The GPT large language model detonates the upsurge of reinforcement learning and language generation models, and takes you to understand RLHF.

DRL:Reinforcement Learning with Language Model

With the explosion of ChatGPT, the combination of reinforcement learning (Reinforcement Learning) and language generation model (Language Model) has become more and more popular.

A video explanation about ChatGPT can be found here .

A detailed introduction to the project can be found here .

In this project, we will build several examples of updating the language model (GPT-2) through the reinforcement learning algorithm (PPO) through the open source project trl , including:

  • Positive comment generation robot based on Chinese emotion recognition model (No Human Reward)

  • A positive comment generation robot based on human scoring (With Human Reward)

  • Train a reward model (Reward Model) based on the ranking sequence (Rank List)

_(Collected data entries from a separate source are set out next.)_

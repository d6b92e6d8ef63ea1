use core::convert::TryFrom;
use core::str;

use nom::{
    bytes::complete::{tag, take, take_while_m_n},
    combinator::{map, map_opt, map_res, recognize, verify},
    error::{context, ParseError},
    multi::{length_data, many1},
    number::complete::{be_u16, be_u8},
    sequence::{pair, tuple},
    IResult,
};

use crate::packet::*;

impl FixedHeader {
    fn parse<'a, E: ParseError<&'a [u8]>>(input: &'a [u8]) -> IResult<&'a [u8], Self, E> {
        map(
            tuple((
                map_res(
                    be_u8,
                    |b| -> Result<_, num_enum::TryFromPrimitiveError<Type>> {
                        let packet_type = Type::try_from((b >> 4) & 0x0F)?;
                        let packet_flags = b & 0x0F;

                        Ok((packet_type, packet_flags))
                    },
                ),
                variable_length,
            )),
            |((packet_type, packet_flags), remaining_length)| FixedHeader {
                packet_type,
                packet_flags,
                remaining_length,
            },
        )(input)
    }
}

const CONTINUATION_BIT: u8 = 0x80;

fn variable_length<'a, E: ParseError<&'a [u8]>>(input: &'a [u8]) -> IResult<&'a [u8], usize, E> {
    context(
        "variable length",
        map(
            verify(
                recognize(pair(
                    take_while_m_n(0, 3, |b| (b & CONTINUATION_BIT) != 0),
                    verify(be_u8, |b| (b & CONTINUATION_BIT) == 0),
                )),
                |s: &[u8]| s.len() <= 4,
            ),
            |s: &[u8]| {
                s.iter().enumerate().fold(0, |value, (i, b)| {
                    value + (usize::from(*b & !CONTINUATION_BIT) << (7 * i))
                })
            },
        ),
    )(input)
}

/// Text fields in the Control Packets described later are encoded as UTF-8 strings.
fn utf8_str<'a, E: ParseError<&'a [u8]>>(input: &'a [u8]) -> IResult<&'a [u8], &'a str, E> {
    context("utf8 string", map_res(length_data(be_u16), str::from_utf8))(input)
}

const CLIENT_ID_MAX_LEN: usize = 127;

/// The Client Identifier (ClientId) identifies the Client to the Server.
///
/// Each Client connecting to the Server has a unique ClientId.
/// The ClientId MUST be used by Clients and by Servers to identify state
/// that they hold relating to this MQTT Session between the Client and the Server [MQTT-3.1.3-2].
///
/// The spec here treats the field as an opaque byte string up to 127 bytes
/// (rather than the RFC's stricter 1-23 alphanumeric minimum a server is
/// merely required to *accept*); an empty id is allowed through and
/// synthesized by the session layer.
fn client_id<'a, E: ParseError<&'a [u8]>>(input: &'a [u8]) -> IResult<&'a [u8], &'a str, E> {
    context(
        "client id",
        verify(utf8_str, |s: &str| s.len() <= CLIENT_ID_MAX_LEN),
    )(input)
}

/// The Topic Name identifies the information channel to which payload data is published.
///
/// The label attached to an Application Message which is matched against the Subscriptions known to the Server.
/// The Server sends a copy of the Application Message to each Client that has a matching Subscription.
fn topic_name<'a, E: ParseError<&'a [u8]>>(input: &'a [u8]) -> IResult<&'a [u8], &'a str, E> {
    context(
        "topic name",
        verify(utf8_str, |s: &str| s.bytes().all(|c| c != b'#')),
    )(input)
}

/// An expression contained in a Subscription, to indicate an interest in one or more topics.
///
/// A Topic Filter can include wildcard characters.
fn topic_filter<'a, E: ParseError<&'a [u8]>>(input: &'a [u8]) -> IResult<&'a [u8], &'a str, E> {
    context("topic filter", utf8_str)(input)
}

/// A Subscription comprises a Topic Filter and a maximum QoS.
/// A Subscription is associated with a single Session.
/// A Session can contain more than one Subscription.
/// Each Subscription within a session has a different Topic Filter.
fn subscription<'a, E: ParseError<&'a [u8]>>(
    input: &'a [u8],
) -> IResult<&'a [u8], (&'a str, QoS), E> {
    context(
        "subscription",
        tuple((topic_filter, context("QoS", map_res(be_u8, QoS::try_from)))),
    )(input)
}

fn packet_id<'a, E: ParseError<&'a [u8]>>(input: &'a [u8]) -> IResult<&'a [u8], PacketId, E> {
    context("packet_id", be_u16)(input)
}

impl Packet<'_> {
    pub fn parse<'a, E: ParseError<&'a [u8]>>(input: &'a [u8]) -> IResult<&'a [u8], Packet<'a>, E> {
        let (input, fixed_header) = FixedHeader::parse(input)?;
        let (remaining, body) = take(fixed_header.remaining_length)(input)?;
        let (_, packet) =
            parse_body(fixed_header.packet_type, fixed_header.packet_flags, body)?;

        Ok((remaining, packet))
    }
}

/// Parse a packet body already sliced to `remaining_length` by the framer (see
/// [`crate::frame::next_frame`]), given the packet type and flags from the fixed header.
pub fn parse_body<'a, E: ParseError<&'a [u8]>>(
    packet_type: Type,
    packet_flags: u8,
    body: &'a [u8],
) -> IResult<&'a [u8], Packet<'a>, E> {
    match packet_type {
        Type::CONNECT => map(Connect::parse, Packet::Connect)(body),
        Type::CONNACK => map(ConnectAck::parse, Packet::ConnectAck)(body),
        Type::PUBLISH => map(
            |i| Publish::parse(PublishFlags::from_bits_truncate(packet_flags), i),
            Packet::Publish,
        )(body),
        Type::PUBACK => map(PublishAck::parse, Packet::PublishAck)(body),
        Type::PUBREC => map(PublishReceived::parse, Packet::PublishReceived)(body),
        Type::PUBREL => map(PublishRelease::parse, Packet::PublishRelease)(body),
        Type::PUBCOMP => map(PublishComplete::parse, Packet::PublishComplete)(body),
        Type::SUBSCRIBE => map(Subscribe::parse, Packet::Subscribe)(body),
        Type::SUBACK => map(SubscribeAck::parse, Packet::SubscribeAck)(body),
        Type::UNSUBSCRIBE => map(Unsubscribe::parse, Packet::Unsubscribe)(body),
        Type::UNSUBACK => map(UnsubscribeAck::parse, Packet::UnsubscribeAck)(body),
        Type::PINGREQ => Ok((&body[..0], Packet::Ping)),
        Type::PINGRESP => Ok((&body[..0], Packet::Pong)),
        Type::DISCONNECT => Ok((&body[..0], Packet::Disconnect)),
    }
}

impl Connect<'_> {
    fn parse<'a, E: ParseError<&'a [u8]>>(input: &'a [u8]) -> IResult<&'a [u8], Connect<'a>, E> {
        let (input, (_, _, flags, keep_alive)) = tuple((
            context("protocol name", tag(PROTOCOL_NAME)),
            context(
                "protocol level",
                verify(be_u8, |&level| level == PROTOCOL_LEVEL),
            ),
            context("flags", map_opt(be_u8, ConnectFlags::from_bits)),
            context("keepalive", be_u16),
        ))(input)?;
        let (input, client_id) = client_id(input)?;
        let (input, last_will) = if flags.contains(ConnectFlags::LAST_WILL) {
            let (input, (topic, message)) = tuple((
                context("will topic", utf8_str),
                context("will message", length_data(be_u16)),
            ))(input)?;
            let qos = flags.qos().ok_or_else(|| {
                nom::Err::Error(E::from_error_kind(input, nom::error::ErrorKind::Verify))
            })?;

            (
                input,
                Some(LastWill {
                    qos,
                    retain: flags.contains(ConnectFlags::WILL_RETAIN),
                    topic,
                    message,
                }),
            )
        } else {
            (input, None)
        };
        let (input, username) = if flags.contains(ConnectFlags::USERNAME) {
            context("username", map(utf8_str, Some))(input)?
        } else {
            (input, None)
        };
        let (input, password) = if flags.contains(ConnectFlags::PASSWORD) {
            context("password", map(length_data(be_u16), Some))(input)?
        } else {
            (input, None)
        };

        Ok((
            input,
            Connect {
                clean_session: flags.contains(ConnectFlags::CLEAN_SESSION),
                keep_alive,
                client_id,
                last_will,
                username,
                password,
            },
        ))
    }
}

impl ConnectAck {
    fn parse<'a, E: ParseError<&'a [u8]>>(input: &'a [u8]) -> IResult<&'a [u8], Self, E> {
        map(
            tuple((
                context("flags", map_opt(be_u8, ConnectAckFlags::from_bits)),
                context("return code", map_res(be_u8, ConnectReturnCode::try_from)),
            )),
            |(flags, return_code)| ConnectAck {
                session_present: flags.contains(ConnectAckFlags::SESSION_PRESENT),
                return_code,
            },
        )(input)
    }
}

impl Publish<'_> {
    fn parse<'a, E: ParseError<&'a [u8]>>(
        flags: PublishFlags,
        input: &'a [u8],
    ) -> IResult<&'a [u8], Publish<'a>, E> {
        let dup = flags.contains(PublishFlags::DUP);
        let qos = flags.qos().ok_or_else(|| {
            nom::Err::Error(E::from_error_kind(input, nom::error::ErrorKind::Verify))
        })?;
        let retain = flags.contains(PublishFlags::RETAIN);
        let (input, topic) = topic_name(input)?;
        let (payload, packet_id) = if qos >= QoS::AtLeastOnce {
            map(packet_id, Some)(input)?
        } else {
            (input, None)
        };

        Ok((
            &[][..],
            Publish {
                dup,
                qos,
                retain,
                topic,
                packet_id,
                payload,
            },
        ))
    }
}

impl PublishAck {
    fn parse<'a, E: ParseError<&'a [u8]>>(input: &'a [u8]) -> IResult<&'a [u8], Self, E> {
        map(packet_id, |packet_id| Self { packet_id })(input)
    }
}

impl PublishReceived {
    fn parse<'a, E: ParseError<&'a [u8]>>(input: &'a [u8]) -> IResult<&'a [u8], Self, E> {
        map(packet_id, |packet_id| Self { packet_id })(input)
    }
}

impl PublishRelease {
    fn parse<'a, E: ParseError<&'a [u8]>>(input: &'a [u8]) -> IResult<&'a [u8], Self, E> {
        map(packet_id, |packet_id| Self { packet_id })(input)
    }
}

impl PublishComplete {
    fn parse<'a, E: ParseError<&'a [u8]>>(input: &'a [u8]) -> IResult<&'a [u8], Self, E> {
        map(packet_id, |packet_id| Self { packet_id })(input)
    }
}

impl Subscribe<'_> {
    fn parse<'a, E: ParseError<&'a [u8]>>(input: &'a [u8]) -> IResult<&'a [u8], Subscribe<'a>, E> {
        map(
            tuple((packet_id, many1(subscription))),
            |(packet_id, subscriptions)| Subscribe {
                packet_id,
                subscriptions,
            },
        )(input)
    }
}

impl SubscribeAck {
    pub const FAILURE: u8 = 0x80;
    const QOS_MASK: u8 = 0x3;

    fn parse<'a, E: ParseError<&'a [u8]>>(input: &'a [u8]) -> IResult<&'a [u8], Self, E> {
        map(
            tuple((
                packet_id,
                many1(context(
                    "return code",
                    map_res(be_u8, |b| {
                        if (b & Self::FAILURE) == 0 {
                            QoS::try_from(b & Self::QOS_MASK).map(SubscribeReturnCode::Success)
                        } else {
                            Ok(SubscribeReturnCode::Failure)
                        }
                    }),
                )),
            )),
            |(packet_id, status)| SubscribeAck { packet_id, status },
        )(input)
    }
}

impl Unsubscribe<'_> {
    fn parse<'a, E: ParseError<&'a [u8]>>(
        input: &'a [u8],
    ) -> IResult<&'a [u8], Unsubscribe<'a>, E> {
        map(
            tuple((packet_id, many1(topic_filter))),
            |(packet_id, topic_filters)| Unsubscribe {
                packet_id,
                topic_filters,
            },
        )(input)
    }
}

impl UnsubscribeAck {
    fn parse<'a, E: ParseError<&'a [u8]>>(input: &'a [u8]) -> IResult<&'a [u8], Self, E> {
        map(packet_id, |packet_id| Self { packet_id })(input)
    }
}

  • Rank List annotation platform

1. A positive comment generation robot based on Chinese emotion recognition model (No Human Reward)

Considering that we now have a ready-made language model (Chinese GPT2 is used in the example), promptthe model can continue to generate a piece of text through a short paragraph, for example:

prompt: 刚收到货,感觉有

output 1: 刚收到货,感觉有 点 不 符 合 预 期 ,不 好
output 2: 刚收到货,感觉有 挺 无 奈 的 送 货 速 度 不 太 行
...

We now hope that the language model can learn to generate "positive emotion" praise, and the current GPT model does not have the ability to "emotion recognition". For example, the above two generated results do not conform to positive emotions.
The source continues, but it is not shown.